There was now no water other than the six inches or so left in the bottom of the bath. We re-soaked every available towel and filled every vessel at hand as the fire took over the laundry and the bathroom and entered the roof cavity. Lucy saw a wall of flames outside Ollie’s bedroom and hastily escorted Maggie and Ollie from Ollie’s back bedroom through the hallway into the open lounge area, where they re-constructed their makeshift protective structure – a couch on its side acting as a barrier, covered by saturated heavy woven floor rugs.

None of us have any conception of how much time passed while we were defending the house. We acted in concert and in flow. There was no time for thoughts or conversation. The most urgent tasks just got done. Cooperation and responsiveness to simple non-verbal cues and constantly changing conditions was profound. With the hall door shut between us and the fire, we were now in the last remaining refuge.

Fire lapped the clerestory windows to the north. Then the kitchen window. Will and I battled to keep them at bay. To put this fire out we would have to venture outside. The laser-light verandah was on fire too. We looked at each other in our ill-fitting wet tea towel masks and headed for the back door. The melting laser-light dripped on top of us as we hacked at the fire with our bathroom towels. It was too hot and too dangerous to keep this up for very long. We retreated to the house. 

It dawned on us that we had survived outside. We weren’t going to be able to shelter in what was left of Anna and Will’s house for much longer. I looked out to the south through the front window. Lucy’s 1983 Laser ‘Tink’ was miraculously still intact. Deciduous trees on the left of the driveway had buffered her from the worst of the fire. The next door neighbour’s collection of vintage Saabs had all perished. It was obvious it was much safer on the south side of the house, or in the car, than out the back or inside. I looked to Anna and Will. For the first time they both realised they were going to lose their house.
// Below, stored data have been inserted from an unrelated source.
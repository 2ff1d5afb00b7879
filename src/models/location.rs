//! Location model for the validation sites

use chrono_tz::Tz;
use serde::{Deserialize, Serialize};

use crate::ValidatorError;

/// A site the moon transit is checked for
#[derive(Debug, Serialize, Deserialize, Clone, PartialEq)]
pub struct Location {
    /// Display name (city, state)
    pub name: String,
    /// Latitude in decimal degrees
    pub latitude: f64,
    /// Longitude in decimal degrees
    pub longitude: f64,
    /// IANA timezone identifier, passed verbatim to astrotimes
    pub timezone: String,
}

impl Location {
    /// Create a new location
    #[must_use]
    pub fn new(name: &str, latitude: f64, longitude: f64, timezone: &str) -> Self {
        Self {
            name: name.to_string(),
            latitude,
            longitude,
            timezone: timezone.to_string(),
        }
    }

    /// Format location as coordinates string
    #[must_use]
    pub fn format_coordinates(&self) -> String {
        format!("{:.4}, {:.4}", self.latitude, self.longitude)
    }

    /// Parse the timezone identifier
    pub fn tz(&self) -> Result<Tz, ValidatorError> {
        self.timezone.parse::<Tz>().map_err(|_| {
            ValidatorError::validation(format!(
                "{}: unknown timezone '{}'",
                self.name, self.timezone
            ))
        })
    }

    /// Check coordinate ranges and the timezone identifier
    pub fn validate(&self) -> Result<(), ValidatorError> {
        if self.name.trim().is_empty() {
            return Err(ValidatorError::validation("Location name cannot be empty"));
        }
        if !(-90.0..=90.0).contains(&self.latitude) {
            return Err(ValidatorError::validation(format!(
                "{}: latitude {} outside [-90, 90]",
                self.name, self.latitude
            )));
        }
        if !(-180.0..=180.0).contains(&self.longitude) {
            return Err(ValidatorError::validation(format!(
                "{}: longitude {} outside [-180, 180]",
                self.name, self.longitude
            )));
        }
        self.tz()?;
        Ok(())
    }
}

/// The built-in validation sites, in report order.
#[must_use]
pub fn validation_sites() -> Vec<Location> {
    vec![
        Location::new("Sudbury, MA", 42.3834, -71.4162, "America/New_York"),
        Location::new("Miami, FL", 25.7617, -80.1918, "America/New_York"),
        Location::new("Anchorage, AK", 61.2181, -149.9003, "America/Anchorage"),
        Location::new("Seattle, WA", 47.6062, -122.3321, "America/Los_Angeles"),
        Location::new("Denver, CO", 39.7392, -104.9903, "America/Denver"),
        Location::new("Phoenix, AZ", 33.4484, -112.0740, "America/Phoenix"),
        Location::new("New York, NY", 40.7128, -74.0060, "America/New_York"),
    ]
}

#[cfg(test)]
mod tests {
    use super::*;
    use rstest::rstest;

    #[test]
    fn test_validation_sites_order() {
        let names: Vec<String> = validation_sites().into_iter().map(|l| l.name).collect();
        assert_eq!(
            names,
            vec![
                "Sudbury, MA",
                "Miami, FL",
                "Anchorage, AK",
                "Seattle, WA",
                "Denver, CO",
                "Phoenix, AZ",
                "New York, NY",
            ]
        );
    }

    #[test]
    fn test_validation_sites_are_valid() {
        for location in validation_sites() {
            assert!(location.validate().is_ok(), "{} should be valid", location.name);
        }
    }

    #[test]
    fn test_format_coordinates_pads_to_four_places() {
        let location = Location::new("New York, NY", 40.7128, -74.006, "America/New_York");
        assert_eq!(location.format_coordinates(), "40.7128, -74.0060");
    }

    #[test]
    fn test_tz_parses_iana_identifier() {
        let location = Location::new("Phoenix, AZ", 33.4484, -112.074, "America/Phoenix");
        assert_eq!(location.tz().unwrap(), chrono_tz::America::Phoenix);
    }

    #[rstest]
    #[case(Location::new("North", 90.5, 0.0, "UTC"))]
    #[case(Location::new("West", 0.0, -180.1, "UTC"))]
    #[case(Location::new("Nowhere", 0.0, 0.0, "Mars/Olympus_Mons"))]
    #[case(Location::new(" ", 0.0, 0.0, "UTC"))]
    fn test_invalid_locations(#[case] location: Location) {
        let err = location.validate().unwrap_err();
        assert!(matches!(err, ValidatorError::Validation { .. }));
    }
}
When I suggested it was time to evacuate, they looked at each other for a moment, then down to Ollie and Maggie under the couch. Will lifted Ollie to his chest. I grabbed Mag. We were off.

Lucy’s car started first go. Will and Anna’s car although badly damaged had been sheltered by their carport. Miraculously it started too. I reversed out so fast I nearly drove backwards over the embankment six feet above the road below. I heard my father’s voice reciting one of his oft repeated mantras ‘Less haste, more pace.”

A poorly executed 5 point turn saw us out of the access road and on to Main Road. There were burnout cars and burning buildings everywhere. “Let’s head for the open space beside the pub in front of the CFA,” Lucy suggested. We did! Will, Anna and Ollie followed. We rounded the corner into Main Street. The General store and Service Station were already gone. Cappa Rossi’s Italian Restaurant was gutted. We were all running on adrenaline and in shock as we watched our town burning around us.

We looked to the end of the street. It is a rare occasion indeed when I can’t get a park in front of the Pub. The street was strewn with burnt out and crashed cars. Beyond the chaos, people were assembling in front of the CFA. The Sharps land, a large open allotment next door to the Mountain Monthly publishing offices was already filled with cars. A curious mix of those who had tried to ride out the firestorm in their cars and those, who like us, had escaped their burning houses in the nick of time.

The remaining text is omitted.